3. You can't do it all, so do what you can. On this trip, I was by far the least experienced sailor of the three people aboard. I knew it and they knew it. I didn't try to do anything that was beyond my abilities, and they didn't ask anything of me that I couldn't handle. This meant that I ended up with a lot of seemingly menial tasks like repeatedly stowing and unstowing all of my gear in my berth, tidying up lines when they weren't in use, and crawling around the lazarette to the very stern to inspect some bolts for tightness and leaks. Note, I said "seemingly menial" because in reality each of those tasks was important. My bunk was in the central part of the main salon, so if I hadn't regularly stowed my gear, it would have been all over the place getting in the way and possibly getting damaged. Same with tidying the lines; if we had needed to reef sail in a hurry and our lines had been a tumbled mess, that could have been tragic. And those bolts? They were holding the rudder on and after sailing through rough conditions before arriving in Newport, Beth wanted to be absolutely certain that they were on solidly. By taking care of the little stuff, I freed up Beth and Michael to handle the big stuff. Stuff like plotting our course, navigating us through a few tricky channels, and comforting me as I hurled my guts out over the rail shortly after leaving Newport*. Yeah, that happened.
4. Sleep when you can. When doing overnight sails, you need to set up a watch schedule in advance and stick to it as best you can. For this trip, we settled on 3-hour watches. In anticipation of my watch the night after departing Provincetown, I took a short nap during the day once we were underway. As this was the first night sail for "the new guy", Beth and Michael kindly agreed to stay up with my on my watch from 9-midnight; Beth stayed up for the first half as she was just coming off watch and Michael the second half as he was on after me. After my watch, Beth was still sleeping and the visibility had deteriorated considerably so I stayed up with Michael to serve as a second set of eyes to watch the fog and our sails.
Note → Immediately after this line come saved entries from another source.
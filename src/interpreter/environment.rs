//! Runtime environment for variable scopes.

use std::cell::RefCell;
use std::collections::HashMap;
use std::rc::Rc;

use crate::value::Value;

/// A runtime environment containing variable bindings.
#[derive(Debug, Default)]
pub struct Environment {
    values: HashMap<String, Value>,
    enclosing: Option<Rc<RefCell<Environment>>>,
}

impl Environment {
    pub fn new() -> Self {
        Self::default()
    }

    pub fn with_enclosing(enclosing: Rc<RefCell<Environment>>) -> Self {
        Self {
            values: HashMap::new(),
            enclosing: Some(enclosing),
        }
    }

    /// Define a new variable in the current scope.
    pub fn define(&mut self, name: String, value: Value) {
        self.values.insert(name, value);
    }

    /// Get a variable's value, searching up the scope chain.
    pub fn get(&self, name: &str) -> Option<Value> {
        if let Some(value) = self.values.get(name) {
            return Some(value.clone());
        }
        if let Some(ref enclosing) = self.enclosing {
            return enclosing.borrow().get(name);
        }
        None
    }

    /// Assign to an existing variable, searching up the scope chain.
    /// Returns false if the name is not bound anywhere.
    pub fn assign(&mut self, name: &str, value: Value) -> bool {
        if self.values.contains_key(name) {
            self.values.insert(name.to_string(), value);
            return true;
        }
        if let Some(ref enclosing) = self.enclosing {
            return enclosing.borrow_mut().assign(name, value);
        }
        false
    }
}
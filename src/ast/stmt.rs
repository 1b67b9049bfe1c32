//! Statement AST nodes.

use crate::ast::expr::Expr;
use crate::span::Span;

/// A complete program: a list of top-level statements.
#[derive(Debug, Clone, PartialEq)]
pub struct Program {
    pub statements: Vec<Stmt>,
}

impl Program {
    pub fn new(statements: Vec<Stmt>) -> Self {
        Self { statements }
    }
}

/// A statement in the AST.
#[derive(Debug, Clone, PartialEq)]
pub struct Stmt {
    pub kind: StmtKind,
    pub span: Span,
}

impl Stmt {
    pub fn new(kind: StmtKind, span: Span) -> Self {
        Self { kind, span }
    }
}

/// All statement variants.
#[derive(Debug, Clone, PartialEq)]
pub enum StmtKind {
    /// Binding: let name = expr;
    Let { name: String, value: Expr },

    /// Assignment to an existing binding: name = expr;
    Assign { name: String, value: Expr },

    /// Return from a function: return expr; or return;
    Return(Option<Expr>),

    /// An expression used as a statement.
    Expression(Expr),

    /// For-each loop: for (item in iterable) { ... }
    /// or with a position binding: for (item, idx in iterable) { ... }
    For {
        item: String,
        index: Option<String>,
        iterable: Expr,
        body: Vec<Stmt>,
    },
}
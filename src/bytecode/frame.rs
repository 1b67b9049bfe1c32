//! Call frames: the runtime record of one in-progress invocation.

use std::rc::Rc;

use super::chunk::{Closure, Instructions};

/// A call frame: the closure being executed, the offset of the next byte to
/// fetch, and the operand-stack slot where this invocation's locals begin.
#[derive(Debug, Clone)]
pub struct Frame {
    pub closure: Rc<Closure>,
    pub ip: usize,
    pub base_pointer: usize,
}

impl Frame {
    pub fn new(closure: Rc<Closure>, base_pointer: usize) -> Self {
        Self {
            closure,
            ip: 0,
            base_pointer,
        }
    }

    pub fn instructions(&self) -> &Instructions {
        &self.closure.function.instructions
    }
}
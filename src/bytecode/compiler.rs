//! AST-to-bytecode compiler.
//!
//! Single-pass compilation: walks the AST once, emitting encoded
//! instructions into the current compilation scope. One scope is pushed per
//! function literal (and per for-each body); leaving a scope captures its
//! buffer into a `CompiledFunction` constant. Forward jumps are emitted with
//! placeholder targets and backpatched once the destination offset is known.

use std::cell::RefCell;
use std::rc::Rc;

use crate::ast::{BinaryOp, Expr, ExprKind, Program, Stmt, StmtKind, UnaryOp};
use crate::error::CompileError;
use crate::value::Value;

use super::chunk::{Bytecode, CompiledFunction, Instructions};
use super::instruction::{make, Op};
use super::symbol_table::{Symbol, SymbolScope, SymbolTable};

/// Result type for compilation.
pub type CompileResult<T> = Result<T, CompileError>;

/// The opcode and byte position of an already-emitted instruction.
#[derive(Debug, Clone, Copy)]
struct EmittedInstruction {
    opcode: Op,
    position: usize,
}

/// One function body under construction.
#[derive(Debug, Default)]
struct CompilationScope {
    instructions: Instructions,
    last_instruction: Option<EmittedInstruction>,
    previous_instruction: Option<EmittedInstruction>,
}

/// The compiler: transforms AST into bytecode.
pub struct Compiler {
    constants: Vec<Value>,
    symbol_table: Rc<RefCell<SymbolTable>>,
    scopes: Vec<CompilationScope>,
}

impl Compiler {
    pub fn new() -> Self {
        Self::new_with_state(
            Rc::new(RefCell::new(SymbolTable::with_builtins())),
            Vec::new(),
        )
    }

    /// Resume with an existing symbol table and constant pool (REPL mode).
    pub fn new_with_state(symbol_table: Rc<RefCell<SymbolTable>>, constants: Vec<Value>) -> Self {
        Self {
            constants,
            symbol_table,
            scopes: vec![CompilationScope::default()],
        }
    }

    /// Compile a full program into an executable unit.
    pub fn compile(&mut self, program: &Program) -> CompileResult<Bytecode> {
        for stmt in &program.statements {
            self.compile_stmt(stmt)?;
        }
        Ok(Bytecode {
            instructions: self.scopes[0].instructions.clone(),
            constants: self.constants.clone(),
        })
    }

    // --- Statements ---

    fn compile_stmt(&mut self, stmt: &Stmt) -> CompileResult<()> {
        match &stmt.kind {
            StmtKind::Let { name, value } => {
                self.compile_expr(value)?;
                let symbol = self.symbol_table.borrow_mut().define(name);
                self.emit_store(&symbol);
            }
            StmtKind::Assign { name, value } => {
                let symbol = self
                    .symbol_table
                    .borrow_mut()
                    .resolve(name)
                    .ok_or_else(|| CompileError::undefined_variable(name, stmt.span))?;
                match symbol.scope {
                    SymbolScope::Global | SymbolScope::Local => {
                        self.compile_expr(value)?;
                        self.emit_store(&symbol);
                    }
                    SymbolScope::Free => {
                        return Err(CompileError::invalid_assignment(
                            name,
                            "captured variables are immutable",
                            stmt.span,
                        ));
                    }
                    SymbolScope::Builtin => {
                        return Err(CompileError::invalid_assignment(
                            name,
                            "builtins cannot be reassigned",
                            stmt.span,
                        ));
                    }
                }
            }
            StmtKind::Return(value) => match value {
                Some(expr) => {
                    self.compile_expr(expr)?;
                    self.emit(Op::ReturnValue, &[]);
                }
                None => {
                    self.emit(Op::Return, &[]);
                }
            },
            StmtKind::Expression(expr) => {
                self.compile_expr(expr)?;
                self.emit(Op::Pop, &[]);
            }
            StmtKind::For {
                item,
                index,
                iterable,
                body,
            } => {
                self.compile_expr(iterable)?;

                // The body compiles like a function literal whose parameters
                // are the loop variables, terminated by a frame discard
                // instead of a return.
                self.enter_scope();
                self.symbol_table.borrow_mut().define(item);
                if let Some(index_name) = index {
                    self.symbol_table.borrow_mut().define(index_name);
                }
                let arity = if index.is_some() { 2 } else { 1 };
                for stmt in body {
                    self.compile_stmt(stmt)?;
                }
                self.emit(Op::PopFrame, &[]);
                let (instructions, num_locals, free_symbols) = self.leave_scope();

                for symbol in &free_symbols {
                    self.emit_load(symbol);
                }
                let function = CompiledFunction {
                    instructions,
                    num_locals,
                    num_parameters: arity,
                };
                let index = self.add_constant(Value::CompiledFunction(Rc::new(function)));
                self.emit(Op::ForEach, &[index, arity, free_symbols.len()]);
                // The loop's own result (null) is discarded in statement position.
                self.emit(Op::Pop, &[]);
            }
        }
        Ok(())
    }

    // --- Expressions ---

    fn compile_expr(&mut self, expr: &Expr) -> CompileResult<()> {
        match &expr.kind {
            ExprKind::IntLiteral(value) => {
                let index = self.add_constant(Value::Int(*value));
                self.emit(Op::Constant, &[index]);
            }
            ExprKind::StringLiteral(value) => {
                let index = self.add_constant(Value::String(Rc::new(value.clone())));
                self.emit(Op::Constant, &[index]);
            }
            ExprKind::BoolLiteral(true) => {
                self.emit(Op::True, &[]);
            }
            ExprKind::BoolLiteral(false) => {
                self.emit(Op::False, &[]);
            }
            ExprKind::Null => {
                self.emit(Op::Null, &[]);
            }
            ExprKind::Variable(name) => {
                let symbol = self
                    .symbol_table
                    .borrow_mut()
                    .resolve(name)
                    .ok_or_else(|| CompileError::undefined_variable(name, expr.span))?;
                self.emit_load(&symbol);
            }
            ExprKind::Unary { operator, operand } => {
                self.compile_expr(operand)?;
                match operator {
                    UnaryOp::Negate => self.emit(Op::Minus, &[]),
                    UnaryOp::Not => self.emit(Op::Bang, &[]),
                };
            }
            ExprKind::Binary {
                left,
                operator,
                right,
            } => {
                // No less-than opcodes: swap the operand order instead.
                match operator {
                    BinaryOp::Less => {
                        self.compile_expr(right)?;
                        self.compile_expr(left)?;
                        self.emit(Op::Greater, &[]);
                    }
                    BinaryOp::LessEqual => {
                        self.compile_expr(right)?;
                        self.compile_expr(left)?;
                        self.emit(Op::GreaterEqual, &[]);
                    }
                    _ => {
                        self.compile_expr(left)?;
                        self.compile_expr(right)?;
                        self.emit(binary_opcode(*operator), &[]);
                    }
                }
            }
            ExprKind::If {
                condition,
                then_branch,
                else_branch,
            } => {
                self.compile_expr(condition)?;
                let jump_not_truthy = self.emit(Op::JumpNotTruthy, &[0xffff]);

                self.compile_branch(then_branch)?;
                let jump = self.emit(Op::Jump, &[0xffff]);

                let after_consequence = self.current_instructions().len();
                self.change_operand(jump_not_truthy, after_consequence);

                match else_branch {
                    Some(branch) => self.compile_branch(branch)?,
                    None => {
                        self.emit(Op::Null, &[]);
                    }
                }

                let after_alternative = self.current_instructions().len();
                self.change_operand(jump, after_alternative);
            }
            ExprKind::Function { params, body } => {
                self.enter_scope();
                for param in params {
                    self.symbol_table.borrow_mut().define(param);
                }
                for stmt in body {
                    self.compile_stmt(stmt)?;
                }
                // Last expression is the return value: rewrite its trailing
                // pop in place. A body with no value returns void.
                if self.last_instruction_is(Op::Pop) {
                    self.replace_last_pop_with_return();
                }
                if !self.last_instruction_is(Op::ReturnValue) {
                    self.emit(Op::Return, &[]);
                }
                let num_parameters = params.len();
                let (instructions, num_locals, free_symbols) = self.leave_scope();

                // Push the current value of each captured variable; the
                // closure opcode bundles them.
                for symbol in &free_symbols {
                    self.emit_load(symbol);
                }
                let function = CompiledFunction {
                    instructions,
                    num_locals,
                    num_parameters,
                };
                let index = self.add_constant(Value::CompiledFunction(Rc::new(function)));
                self.emit(Op::Closure, &[index, free_symbols.len()]);
            }
            ExprKind::Call { callee, arguments } => {
                self.compile_expr(callee)?;
                for argument in arguments {
                    self.compile_expr(argument)?;
                }
                self.emit(Op::Call, &[arguments.len()]);
            }
            ExprKind::Array(elements) => {
                for element in elements {
                    self.compile_expr(element)?;
                }
                self.emit(Op::Array, &[elements.len()]);
            }
            ExprKind::Hash(pairs) => {
                for (key, value) in pairs {
                    self.compile_expr(key)?;
                    self.compile_expr(value)?;
                }
                self.emit(Op::Hash, &[pairs.len()]);
            }
            ExprKind::Index { object, index } => {
                self.compile_expr(object)?;
                self.compile_expr(index)?;
                self.emit(Op::Index, &[]);
            }
        }
        Ok(())
    }

    /// Compile an if-branch so it leaves exactly one value: strip the
    /// trailing discard of a final expression statement, or push null when
    /// the branch has no value of its own.
    fn compile_branch(&mut self, branch: &[Stmt]) -> CompileResult<()> {
        let start = self.current_instructions().len();
        for stmt in branch {
            self.compile_stmt(stmt)?;
        }
        if self.last_instruction_is(Op::Pop) && self.last_position() >= start {
            self.remove_last_instruction();
        } else {
            self.emit(Op::Null, &[]);
        }
        Ok(())
    }

    // --- Symbols ---

    fn emit_load(&mut self, symbol: &Symbol) {
        match symbol.scope {
            SymbolScope::Global => self.emit(Op::GetGlobal, &[symbol.index]),
            SymbolScope::Local => self.emit(Op::GetLocal, &[symbol.index]),
            SymbolScope::Free => self.emit(Op::GetFree, &[symbol.index]),
            SymbolScope::Builtin => self.emit(Op::GetBuiltin, &[symbol.index]),
        };
    }

    fn emit_store(&mut self, symbol: &Symbol) {
        match symbol.scope {
            SymbolScope::Global => self.emit(Op::SetGlobal, &[symbol.index]),
            _ => self.emit(Op::SetLocal, &[symbol.index]),
        };
    }

    // --- Scope management ---

    fn enter_scope(&mut self) {
        self.scopes.push(CompilationScope::default());
        let enclosed = SymbolTable::enclosed(self.symbol_table.clone());
        self.symbol_table = Rc::new(RefCell::new(enclosed));
    }

    fn leave_scope(&mut self) -> (Instructions, usize, Vec<Symbol>) {
        let scope = self.scopes.pop().expect("leaving the root scope");
        let (num_locals, free_symbols, outer) = {
            let table = self.symbol_table.borrow();
            (
                table.num_definitions,
                table.free_symbols.clone(),
                table.outer().expect("scope table without an outer table"),
            )
        };
        self.symbol_table = outer;
        (scope.instructions, num_locals, free_symbols)
    }

    // --- Emission helpers ---

    fn current_scope(&mut self) -> &mut CompilationScope {
        self.scopes.last_mut().expect("no active compilation scope")
    }

    fn current_instructions(&self) -> &Instructions {
        &self.scopes.last().expect("no active compilation scope").instructions
    }

    fn add_constant(&mut self, value: Value) -> usize {
        self.constants.push(value);
        self.constants.len() - 1
    }

    fn emit(&mut self, op: Op, operands: &[usize]) -> usize {
        let instruction = make(op, operands);
        let scope = self.current_scope();
        let position = scope.instructions.len();
        scope.instructions.extend_from_slice(&instruction);
        scope.previous_instruction = scope.last_instruction.take();
        scope.last_instruction = Some(EmittedInstruction {
            opcode: op,
            position,
        });
        position
    }

    fn last_instruction_is(&self, op: Op) -> bool {
        self.scopes
            .last()
            .and_then(|scope| scope.last_instruction)
            .is_some_and(|last| last.opcode == op)
    }

    fn last_position(&self) -> usize {
        self.scopes
            .last()
            .and_then(|scope| scope.last_instruction)
            .map(|last| last.position)
            .unwrap_or(0)
    }

    fn remove_last_instruction(&mut self) {
        let scope = self.current_scope();
        let last = scope
            .last_instruction
            .take()
            .expect("no instruction to remove");
        scope.instructions.truncate(last.position);
        scope.last_instruction = scope.previous_instruction.take();
    }

    /// Rewrite the opcode of the last emitted instruction in place.
    fn replace_last_pop_with_return(&mut self) {
        let scope = self.current_scope();
        let last = scope
            .last_instruction
            .as_mut()
            .expect("no instruction to replace");
        scope.instructions[last.position] = Op::ReturnValue as u8;
        last.opcode = Op::ReturnValue;
    }

    /// Backpatch the operand of a previously-emitted jump.
    fn change_operand(&mut self, position: usize, operand: usize) {
        let op = Op::from_u8(self.current_instructions()[position])
            .expect("patching an invalid opcode");
        let instruction = make(op, &[operand]);
        let scope = self.current_scope();
        scope.instructions[position..position + instruction.len()]
            .copy_from_slice(&instruction);
    }
}
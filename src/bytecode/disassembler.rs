//! Bytecode disassembler for debugging.
//!
//! One line per instruction: a zero-padded 4-digit byte offset, the opcode
//! name, and the operand values joined by spaces.

use std::fmt::Write;

use crate::value::Value;

use super::chunk::Bytecode;
use super::instruction::{read_operands, Definition, Op};

/// Disassemble a flat instruction stream.
pub fn disassemble(instructions: &[u8]) -> String {
    let mut lines = Vec::new();
    let mut offset = 0;

    while offset < instructions.len() {
        let byte = instructions[offset];
        let Some(op) = Op::from_u8(byte) else {
            lines.push(format!("{:04} ERROR: unknown opcode {}", offset, byte));
            offset += 1;
            continue;
        };
        let def = op.definition();
        let (operands, bytes_read) = read_operands(def, &instructions[offset + 1..]);
        lines.push(format!("{:04} {}", offset, fmt_instruction(def, &operands)));
        offset += 1 + bytes_read;
    }

    lines.join("\n")
}

fn fmt_instruction(def: &Definition, operands: &[usize]) -> String {
    if operands.len() != def.operand_widths.len() {
        return format!(
            "ERROR: operand len {} does not match definition {}",
            operands.len(),
            def.operand_widths.len()
        );
    }
    let rendered: Vec<String> = operands.iter().map(|o| o.to_string()).collect();
    format!("{} {}", def.name, rendered.join(" "))
}

/// Disassemble a whole unit: the main instruction stream followed by each
/// compiled function in the constant pool.
pub fn disassemble_bytecode(bytecode: &Bytecode) -> String {
    let mut output = String::new();

    writeln!(&mut output, "== main ==").unwrap();
    writeln!(&mut output, "{}", disassemble(&bytecode.instructions)).unwrap();

    for (index, constant) in bytecode.constants.iter().enumerate() {
        if let Value::CompiledFunction(function) = constant {
            writeln!(
                &mut output,
                "\n== fn {} (arity: {}, locals: {}) ==",
                index, function.num_parameters, function.num_locals
            )
            .unwrap();
            writeln!(&mut output, "{}", disassemble(&function.instructions)).unwrap();
        }
    }

    output
}

/// Print disassembly to stdout.
pub fn print_disassembly(bytecode: &Bytecode) {
    print!("{}", disassemble_bytecode(bytecode));
}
I would snooze for 10-15 minutes in the cockpit, poke my head up and look around, check with Michael for anything unusual, then close my eyes again. The nap I had taken earlier proved invaluable at this point. When Beth came on at 3, Michael stayed up with her and I went below to sleep for a few hours. After all was said and done, I had slept about the same amount as I would have in the same period on land, just broken up into multiple smaller segments, so when we arrived in Camden I was wide awake. 5. Modesty on cruising boats isn't really a thing. While some newer boats in the 30-40 foot range will have two or even three enclosed cabins, most older cruising boats that size only have one, and it's usually the V-berth at the head of the boat. Solstice (A Tartan 37) falls into this latter category with an enclosed V-berth forward, three berths in the main cabin, and a double berth (technically a double, but the smallest double I've ever seen) at the port quarter behind the nav station. As the skipper and owner, Beth claimed the enclosed berth forward. Michael took the quarter berth behind the nav station, and I claimed the "pilot's berth" amidships starboard. While my berth was surprisingly comfortable given its small size, it afforded me zero privacy, and neither did Michael's. Changing in the head, while possible, was complicated by its cramped size, especially in rolling seas. Fortunately, while underway there where usually two of us on deck so whoever was below would have the salon to themselves. In spite of this, I'm pretty sure we all saw each other in our skivvies at one point or another, and nobody seemed to mind. We're all grownups, right?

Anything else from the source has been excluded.